I just landed at the Portland International Airport, I look out the windows and see the familiar trees of home. I greet my parents, get into the car and we begin the twenty-minute drive to my house. Everything looks the same, just as I left it, yet I don’t feel the same.Â
Every time I return home after being away at college I always expect to feel the same, yet I never quite do. The version of me that once lived there, I have since grown out of. However, that version of me is always inside, just now, expanded. College forces you to create a life not tied to your parents, siblings, or friends. It teaches you to be independent and outgoing, making your own name. However, every time I return home I always have this feeling of wanting to return to that old version of myself.
Every time I go home I do the same things as before, hang out with the same friends, visit Everyday Records, get an iced chai from Black Rock, and see my family. I stay in my childhood room, the same one that has been with me since I was first brought into this world. It is kept the same as the last time I was in it; my senior year of high school, reminiscent of the person I once was. It is almost as if the room is frozen in time with my dance bag ready to go, and my books waiting to be finished, yet I can never return. It’s easy to fall into the same routine as before, especially when at home for long periods. When I’ve gone home for the summer I can almost slip back in, but somehow I feel like an imposter. There’s a part of me that gets lost in the in-between. Which version of Ellie is the real Ellie? My life at home has a rich attachment, it’s who I thought I’d always be, but my college self is almost this free version that allows me to take risks and chances I never would have before. So where does my true self abide?

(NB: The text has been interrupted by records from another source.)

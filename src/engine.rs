use std::collections::BTreeMap;
use std::future::Future;

use crate::replication::Mode;
use crate::store::{SequencedStore, ValueRecord};

/// Result of a client write accepted by the leader.
///
/// The write is committed locally regardless of `quorum_reached`.
#[derive(Debug, Clone, Copy, PartialEq, Eq)]
pub struct WriteOutcome {
    pub seq: u64,
    pub quorum_reached: bool,
}

/// Read access shared by every node, whatever its role.
pub trait ReadableNode {
    fn store(&self) -> &SequencedStore;

    fn mode(&self) -> Mode;

    fn get(&self, key: &str) -> Option<ValueRecord> {
        self.store().get(key)
    }

    fn dump(&self) -> BTreeMap<String, ValueRecord> {
        self.store().dump()
    }

    fn reset(&self) {
        self.store().reset()
    }
}

/// A node which accepts client writes and assigns their sequence numbers.
pub trait LocalWriter: ReadableNode {
    fn write(&self, key: String, value: String) -> impl Future<Output = WriteOutcome> + Send;
}

/// A node which only accepts writes already sequenced by a leader.
pub trait ReplicaApplier: ReadableNode {
    fn apply(&self, key: String, value: String, seq: u64) -> bool;
}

I often say to my mom when I’m getting ready to go back to school, that it feels like I’m living two different lives. Every once in a while the two will collide when my mom or friends from home visit me, but they never truly coexist. It’s interesting to feel there are two versions of you, attempting to figure out which one is true. If I’m being honest, I don’t know where the true version lies, maybe somewhere in between.Â
All I know for certain is that I truly appreciate the two lives and everything and everyone involved in each. Maybe it’s lucky to be able to have two worlds. To have people, places, and things in each that you love dearly. Perhaps that’s what growing up truly is; collecting more lives as we go until we have one whole world. If you ever feel lost between your worlds just know you’re not alone for everyone is floating between each, trying to figure out which one feels right. But for now, I get off that plane, look around me, and am glad I’ve been able to exist in this beautiful place I call home.